Lead plumbate, also called red lead, minium or Mennige (in German), is a mineral showing colors from light red to brown/yellow tints. As a pure chemical it shows a vivid red. Minium is rare and occurs in lead mineral deposits that have been subjected to severe oxidizing conditions. It also occurs as a result of mine fires. It is most often associated with galena, cerussite, massicot, litharge, native lead, wulfenite and mimetite.

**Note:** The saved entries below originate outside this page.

use crate::models::HealthResponse;
use axum::{Json, http::StatusCode};

/// GET /health
pub async fn health_check() -> Result<Json<HealthResponse>, StatusCode> {
    Ok(Json(HealthResponse {
        message: "OK".into(),
    }))
}
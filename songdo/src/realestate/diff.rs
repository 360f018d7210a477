use super::deal::Deal;
use std::collections::HashSet;

/// Drop repeated deals by identifier; the first occurrence wins
pub fn dedupe(deals: Vec<Deal>) -> Vec<Deal> {
    let mut seen = HashSet::with_capacity(deals.len());
    deals.into_iter().filter(|d| seen.insert(d.id())).collect()
}

/// Deals in `newer` whose identifier does not appear in `older`, in `newer` order
pub fn new_deals(older: &[Deal], newer: &[Deal]) -> Vec<Deal> {
    let known: HashSet<String> = older.iter().map(Deal::id).collect();
    dedupe(newer.to_vec())
        .into_iter()
        .filter(|d| !known.contains(&d.id()))
        .collect()
}

#[cfg(test)]
mod tests {
    use super::*;

    fn deal(name: &str, price: u64) -> Deal {
        Deal {
            apartment_name: name.into(),
            area: "84.9㎡".into(),
            floor: "10층".into(),
            price: format!("{}만원", price),
            price_numeric: price,
            deal_date: "2025-03-01".into(),
            build_year: "2015".into(),
            location: "송도동".into(),
            price_per_pyeong: "0만원".into(),
        }
    }

    #[test]
    fn test_new_deals_is_set_difference() {
        let x1 = deal("X1", 50_000);
        let x2 = deal("X2", 60_000);
        let x3 = deal("X3", 70_000);

        let found = new_deals(&[x1.clone(), x2], &[x1, x3.clone()]);
        assert_eq!(found, vec![x3]);
    }

    #[test]
    fn test_dedupe_keeps_first_occurrence() {
        let mut first = deal("A", 50_000);
        first.build_year = "first".into();
        let mut second = deal("A", 50_000);
        second.build_year = "second".into();
        let other = deal("B", 50_000);

        let unique = dedupe(vec![first, other.clone(), second]);
        assert_eq!(unique.len(), 2);
        assert_eq!(unique[0].build_year, "first");
        assert_eq!(unique[1], other);
    }

    #[test]
    fn test_duplicates_in_newer_reported_once() {
        let a = deal("A", 1);
        let found = new_deals(&[], &[a.clone(), a.clone()]);
        assert_eq!(found, vec![a]);
    }

    #[test]
    fn test_price_change_counts_as_new() {
        let before = deal("A", 50_000);
        let after = deal("A", 51_000);
        assert_eq!(new_deals(&[before], &[after.clone()]), vec![after]);
    }
}
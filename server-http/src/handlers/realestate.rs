use crate::models::{ApiError, ApiResponse};
use crate::state::AppState;
use axum::extract::{Query, State};
use chrono::NaiveDate;
use serde::Deserialize;
use serde_json::{Value, json};
use songdo::domain::{Endpoint, Method};
use songdo::realestate::kst_date;
use songdo::{CacheKey, Clock};
use std::time::Instant;
use tracing::{info, warn};

pub const NEW_DEALS_PATH: &str = "/api/realestate/new";

#[derive(Debug, Deserialize)]
pub struct NewDealsQuery {
    pub today: Option<String>,
    pub yesterday: Option<String>,
}

fn parse_date(name: &str, raw: &str) -> Result<NaiveDate, ApiError> {
    NaiveDate::parse_from_str(raw.trim(), "%Y-%m-%d").map_err(|_| {
        ApiError::validation(format!("{} must be a YYYY-MM-DD date, got '{}'", name, raw))
    })
}

/// GET /api/realestate/new
pub async fn new_deals(
    State(state): State<AppState>,
    Query(query): Query<NewDealsQuery>,
) -> Result<ApiResponse<Value>, ApiError> {
    let today = match query.today.as_deref() {
        Some(raw) => parse_date("today", raw)?,
        None => kst_date(state.clock.now_ms()),
    };
    let yesterday = match query.yesterday.as_deref() {
        Some(raw) => parse_date("yesterday", raw)?,
        None => today.pred_opt().unwrap_or(today),
    };
    if yesterday >= today {
        return Err(ApiError::validation(format!(
            "yesterday ({}) must be before today ({})",
            yesterday, today
        )));
    }

    let today_param = today.to_string();
    let yesterday_param = yesterday.to_string();
    let key = CacheKey::with_params(
        Endpoint::RealEstate,
        [
            ("today", Some(today_param.as_str())),
            ("yesterday", Some(yesterday_param.as_str())),
        ],
    );

    let started = Instant::now();
    // `cached` is only known after the lookup
    let mut call = state.metrics.start_call(NEW_DEALS_PATH, Method::Get);
    let detector = state.detector.clone();
    let result = state
        .cache
        .with_cache_lookup(&key, None, || async move {
            let report = detector.detect(today, yesterday).await?;
            serde_json::to_value(report).map_err(|e| shared::Error::Internal(e.to_string()))
        })
        .await;

    match result {
        Ok(lookup) => {
            call.succeeded(lookup.hit);
            drop(call);
            info!(%today, %yesterday, cached = lookup.hit, "New deals served");
            Ok(ApiResponse::ok(lookup.value).with_meta(json!({
                "cached": lookup.hit,
                "cache_key": key.as_str(),
                "response_time_ms": started.elapsed().as_millis() as u64,
            })))
        }
        Err(e) => {
            call.failed(e.to_string());
            drop(call);
            warn!(%today, %yesterday, error = %e, "New deal detection failed");
            Err(e.into())
        }
    }
}
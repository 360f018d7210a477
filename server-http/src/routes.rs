use crate::handlers;
use crate::handlers::realestate::NEW_DEALS_PATH;
use crate::middleware::require_non_production;
use crate::state::AppState;
use axum::{Router, middleware, routing::get};
use tower_http::normalize_path::NormalizePathLayer;
use tower_http::trace::TraceLayer;

/// Build and configure the application router
pub fn build_router(state: AppState) -> Router {
    let diagnostics = Router::new()
        .route("/api/performance", get(handlers::performance_stats))
        .route_layer(middleware::from_fn_with_state(
            state.clone(),
            require_non_production,
        ));

    Router::new()
        // Health check
        .route("/health", get(handlers::health_check))
        // Data routes
        .route(NEW_DEALS_PATH, get(handlers::new_deals))
        .merge(diagnostics)
        // Middleware
        .layer(NormalizePathLayer::trim_trailing_slash())
        .layer(TraceLayer::new_for_http())
        .with_state(state)
}
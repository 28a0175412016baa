//! Privileged broker that runs commands as local child processes

use super::{BrokerProcess, ByteStream, PrivilegedBroker};
use crate::config::{BrokerConfig, ConsentMode};
use crate::error::{Error, Result, ShellError};
use async_trait::async_trait;
use parking_lot::Mutex;
use std::process::Stdio;
use std::sync::atomic::{AtomicBool, Ordering};
use tokio::process::{Child, Command};
use tokio::sync::mpsc;
use tracing::{debug, info, warn};

/// Answer to a broker permission request
#[derive(Debug, Clone, Copy, PartialEq, Eq)]
pub struct PermissionResult {
    pub request_code: i32,
    pub granted: bool,
}

/// Broker that executes commands with the host's own privileges.
///
/// Consent is decided by [`ConsentMode`]; with `Prompt` the host must feed the
/// user's answer back itself. Answers are published to the listener returned
/// by [`LocalShellBroker::subscribe`].
pub struct LocalShellBroker {
    available: AtomicBool,
    granted: AtomicBool,
    consent: ConsentMode,
    listener: Mutex<Option<mpsc::UnboundedSender<PermissionResult>>>,
}

impl LocalShellBroker {
    pub fn new(consent: ConsentMode) -> Self {
        Self {
            available: AtomicBool::new(true),
            granted: AtomicBool::new(false),
            consent,
            listener: Mutex::new(None),
        }
    }

    pub fn from_config(config: &BrokerConfig) -> Self {
        let broker = Self::new(config.consent);
        broker.set_available(config.available);
        broker.set_granted(config.pre_granted);
        broker
    }

    pub fn set_available(&self, available: bool) {
        self.available.store(available, Ordering::SeqCst);
    }

    pub fn set_granted(&self, granted: bool) {
        self.granted.store(granted, Ordering::SeqCst);
    }

    /// Register the permission-result listener, replacing any previous one
    pub fn subscribe(&self) -> mpsc::UnboundedReceiver<PermissionResult> {
        let (tx, rx) = mpsc::unbounded_channel();
        *self.listener.lock() = Some(tx);
        rx
    }

    pub fn unsubscribe(&self) {
        self.listener.lock().take();
    }

    fn publish(&self, result: PermissionResult) {
        match self.listener.lock().as_ref() {
            Some(tx) => {
                let _ = tx.send(result);
            }
            None => warn!("No permission listener registered, dropping {:?}", result),
        }
    }

    fn ensure_available(&self) -> Result<()> {
        if !self.available.load(Ordering::SeqCst) {
            return Err(ShellError::Broker("binder haven't been received".to_string()).into());
        }
        Ok(())
    }
}

#[async_trait]
impl PrivilegedBroker for LocalShellBroker {
    async fn ping(&self) -> Result<bool> {
        Ok(self.available.load(Ordering::SeqCst))
    }

    async fn check_permission(&self) -> Result<bool> {
        self.ensure_available()?;
        Ok(self.granted.load(Ordering::SeqCst))
    }

    async fn request_permission(&self, request_code: i32) -> Result<()> {
        self.ensure_available()?;
        debug!("Permission requested (code {}, consent {:?})", request_code, self.consent);

        let granted = match self.consent {
            ConsentMode::Grant => true,
            ConsentMode::Deny => false,
            ConsentMode::Prompt => {
                info!("Waiting for the user to answer permission request {}", request_code);
                return Ok(());
            }
        };

        self.set_granted(granted);
        self.publish(PermissionResult {
            request_code,
            granted,
        });
        Ok(())
    }

    async fn spawn(&self, argv: &[String]) -> Result<Box<dyn BrokerProcess>> {
        self.ensure_available()?;
        if !self.granted.load(Ordering::SeqCst) {
            return Err(ShellError::Broker("Permission not granted".to_string()).into());
        }

        let (program, args) = argv
            .split_first()
            .ok_or_else(|| Error::Internal("Empty command line".to_string()))?;

        debug!("Spawning {} {:?}", program, args);

        let child = Command::new(program)
            .args(args)
            .stdin(Stdio::null())
            .stdout(Stdio::piped())
            .stderr(Stdio::piped())
            .kill_on_drop(true)
            .spawn()?;

        Ok(Box::new(LocalProcess { child }))
    }
}

/// Child process started by [`LocalShellBroker`]
pub struct LocalProcess {
    child: Child,
}

#[async_trait]
impl BrokerProcess for LocalProcess {
    fn take_stdout(&mut self) -> Option<ByteStream> {
        self.child
            .stdout
            .take()
            .map(|s| Box::new(s) as ByteStream)
    }

    fn take_stderr(&mut self) -> Option<ByteStream> {
        self.child
            .stderr
            .take()
            .map(|s| Box::new(s) as ByteStream)
    }

    async fn wait(&mut self) -> Result<i32> {
        let status = self.child.wait().await?;
        // Killed by a signal: no exit code
        Ok(status.code().unwrap_or(-1))
    }
}

#[cfg(test)]
mod tests {
    use super::*;

    #[tokio::test]
    async fn test_consent_grant_publishes_result() {
        let broker = LocalShellBroker::new(ConsentMode::Grant);
        let mut rx = broker.subscribe();

        assert!(!broker.check_permission().await.unwrap());
        broker.request_permission(3).await.unwrap();

        assert_eq!(
            rx.recv().await.unwrap(),
            PermissionResult {
                request_code: 3,
                granted: true
            }
        );
        assert!(broker.check_permission().await.unwrap());
    }

    #[tokio::test]
    async fn test_prompt_publishes_nothing() {
        let broker = LocalShellBroker::new(ConsentMode::Prompt);
        let mut rx = broker.subscribe();

        broker.request_permission(0).await.unwrap();
        assert!(rx.try_recv().is_err());
    }

    #[tokio::test]
    async fn test_unavailable_broker() {
        let broker = LocalShellBroker::new(ConsentMode::Grant);
        broker.set_available(false);

        assert!(!broker.ping().await.unwrap());
        assert!(broker.check_permission().await.is_err());
        assert!(broker.request_permission(0).await.is_err());
    }

    #[tokio::test]
    async fn test_spawn_requires_permission() {
        let broker = LocalShellBroker::new(ConsentMode::Deny);
        let argv = vec!["sh".to_string(), "-c".to_string(), "true".to_string()];

        let err = broker.spawn(&argv).await.err().unwrap();
        assert_eq!(err.code(), "SHIZUKU_ERR");

        broker.set_granted(true);
        let mut process = broker.spawn(&argv).await.unwrap();
        assert_eq!(process.wait().await.unwrap(), 0);
    }
}
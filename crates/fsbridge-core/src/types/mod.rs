//! Core type definitions for FsBridge
//!
//! This module contains the shared request, result and entry types that flow
//! between the dispatcher, the permission tracker and the backends.

mod entry_types;
mod request_types;

pub use entry_types::*;
pub use request_types::*;

use crate::error::Error;
use serde::{Deserialize, Serialize};

/// Value carried by a successful resolution
#[derive(Debug, Clone, PartialEq)]
pub enum Payload {
    /// Explicit null, e.g. a cancelled picker
    Null,
    Bool(bool),
    Text(String),
    Bytes(Vec<u8>),
    Entries(Vec<DirectoryEntry>),
    BrokerStatus(BrokerStatus),
}

/// Final outcome delivered through a [`crate::runtime::Responder`]
#[derive(Debug, Clone, PartialEq)]
pub enum Outcome {
    Success(Payload),
    Error { code: String, message: String },
    /// The operation name was not recognized. This is not an error.
    NotImplemented,
}

impl Outcome {
    pub fn is_success(&self) -> bool {
        matches!(self, Outcome::Success(_))
    }

    /// Error code, if this outcome is an error
    pub fn error_code(&self) -> Option<&str> {
        match self {
            Outcome::Error { code, .. } => Some(code),
            _ => None,
        }
    }
}

impl From<Error> for Outcome {
    fn from(err: Error) -> Self {
        Outcome::Error {
            code: err.code(),
            message: err.message(),
        }
    }
}

impl From<crate::error::Result<Payload>> for Outcome {
    fn from(result: crate::error::Result<Payload>) -> Self {
        match result {
            Ok(payload) => Outcome::Success(payload),
            Err(err) => err.into(),
        }
    }
}

/// Availability of the privileged-shell broker, recomputed on every check
#[derive(Debug, Clone, Copy, Serialize, Deserialize, PartialEq, Eq)]
#[serde(rename_all = "SCREAMING_SNAKE_CASE")]
pub enum BrokerStatus {
    Granted,
    Denied,
    /// The broker process could not be pinged
    Unavailable,
    /// Probing the broker raised an error
    Error,
}

impl BrokerStatus {
    pub fn as_str(&self) -> &'static str {
        match self {
            BrokerStatus::Granted => "GRANTED",
            BrokerStatus::Denied => "DENIED",
            BrokerStatus::Unavailable => "UNAVAILABLE",
            BrokerStatus::Error => "ERROR",
        }
    }
}

impl std::fmt::Display for BrokerStatus {
    fn fmt(&self, f: &mut std::fmt::Formatter<'_>) -> std::fmt::Result {
        f.write_str(self.as_str())
    }
}

/// Result delivered by the system directory picker
#[derive(Debug, Clone, PartialEq, Eq)]
pub enum PickerOutcome {
    /// The user confirmed a directory. `None` means the picker returned no URI.
    Selected(Option<String>),
    /// The user dismissed the picker
    Cancelled,
    /// The picker itself failed
    Failed(String),
}

/// Captured output of a privileged shell command
#[derive(Debug, Clone, Serialize, Deserialize, PartialEq, Eq)]
#[serde(rename_all = "camelCase")]
pub struct ShellExecutionResult {
    pub stdout: String,
    pub stderr: String,
    pub exit_code: i32,
}

impl ShellExecutionResult {
    pub fn is_success(&self) -> bool {
        self.exit_code == 0
    }
}

#[cfg(test)]
mod tests {
    use super::*;
    use crate::error::ShellError;

    #[test]
    fn test_outcome_from_error() {
        let outcome: Outcome = Error::Shell(ShellError::NonZeroExit {
            code: 2,
            stderr: "bad".to_string(),
        })
        .into();

        assert_eq!(
            outcome,
            Outcome::Error {
                code: "SHELL_EXIT_2".to_string(),
                message: "bad".to_string(),
            }
        );
        assert_eq!(outcome.error_code(), Some("SHELL_EXIT_2"));
    }

    #[test]
    fn test_broker_status_serialization() {
        let json = serde_json::to_string(&BrokerStatus::Unavailable).unwrap();
        assert_eq!(json, "\"UNAVAILABLE\"");
        assert_eq!(BrokerStatus::Granted.to_string(), "GRANTED");
    }
}
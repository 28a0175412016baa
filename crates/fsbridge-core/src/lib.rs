//! FsBridge Core Library
//!
//! This crate arbitrates file-system access for a UI layer running under a
//! restrictive mobile security model. It unifies three access paths behind one
//! request/response interface:
//! - Scoped document trees granted through the system picker
//! - Native paths gated by the broad "all files" permission
//! - Shell commands run by an external privileged broker
//!
//! # Architecture
//!
//! ```text
//! ┌─────────────────────────────────────────────────────────────┐
//! │                     fsbridge-core                           │
//! ├─────────────────────────────────────────────────────────────┤
//! │  dispatch/     - Bridge: validation and routing             │
//! │  permission/   - Pending-flow slots, grant handshakes       │
//! │  backend/      - Tree, native and shell backends            │
//! │  capability/   - Injected platform traits + local impls     │
//! │  runtime/      - UI loop, responders, worker pool           │
//! │  types/        - Shared type definitions                    │
//! │  config.rs     - Configuration                              │
//! │  error.rs      - Error types                                │
//! └─────────────────────────────────────────────────────────────┘
//! ```

pub mod backend;
pub mod capability;
pub mod config;
pub mod dispatch;
pub mod error;
pub mod permission;
pub mod runtime;
pub mod types;
pub mod uri;

// Re-export commonly used types
pub use error::{Error, Result};
pub use types::*;

pub use config::BridgeConfig;
pub use dispatch::{Bridge, Capabilities};
pub use permission::{FlowKind, FlowToken, SlotPolicy};
pub use runtime::{Responder, UiHandle, UiLoop};
pub use uri::DocumentUri;

// Re-export capability traits and local implementations
pub use capability::{
    BroadAccessGate, BrokerProcess, DirectoryPicker, DocumentProvider, LocalDocumentProvider,
    LocalShellBroker, LoggingPicker, PrivilegedBroker, StaticBroadAccess,
};
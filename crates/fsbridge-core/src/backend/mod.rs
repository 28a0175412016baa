//! Storage and shell backends
//!
//! Backends own no state beyond their injected capabilities. Each call is a
//! plain async function over its inputs; the dispatcher decides where it runs.

mod native;
mod shell;
mod tree;

pub use native::{DirectoryLister, LegacyLister, NativeBackend, PlatformCapabilities, StreamLister};
pub use shell::{holds_broker_permission, ShellBackend};
pub use tree::TreeBackend;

Lead plumbate is obtained by heating lead monoxide (\(PbO\)) to 450-480°C in air:
\[3 PbO + 1/2 O_2 \rightarrow Pb_3O_4 \nonumber \]
or by oxidative annealing of lead white:
\[3 Pb_2CO_3(OH)_2 + O_2 \rightarrow 2 Pb_3O_4 + 3 CO_2 + 3 H_2O \nonumber \]
Lead plumbate decomposes into lead monoxide and oxygen above 550°C.
\(Pb_3O_4\) can be seen formally as a lead(II)plumbate(IV), \(Pb_2[PbO_4]\), or \(2PbO\cdot PbO_2\). In nitric acid, the lead(II) oxide reacts forming lead nitrate, while the insoluble lead(IV) oxide is left unchanged:
\[Pb_3O_4 + 4 HNO_3 \rightarrow 2 Pb(NO_3)_2 + PbO_2 + 2 H_2O \nonumber \]
Lead plumbate is virtually insoluble in water. However, it dissolves in hydrochloric acid (which is present in the stomach), and is therefore toxic when ingested. Lead plumbate (in a mixture with linseed oil or other organic adhesives) has been used as an anti-corrosion paint for iron. It forms insoluble iron(II) and iron(III) plumbates when brought into contact with iron oxides and with elementary iron. However, its use as a protective undercoat paint is limited due to its toxicity.
Lead plumbate was used as a red pigment in ancient and medieval periods for paintings and the production of illuminated manuscripts (the term miniature is connected to the name of the substance).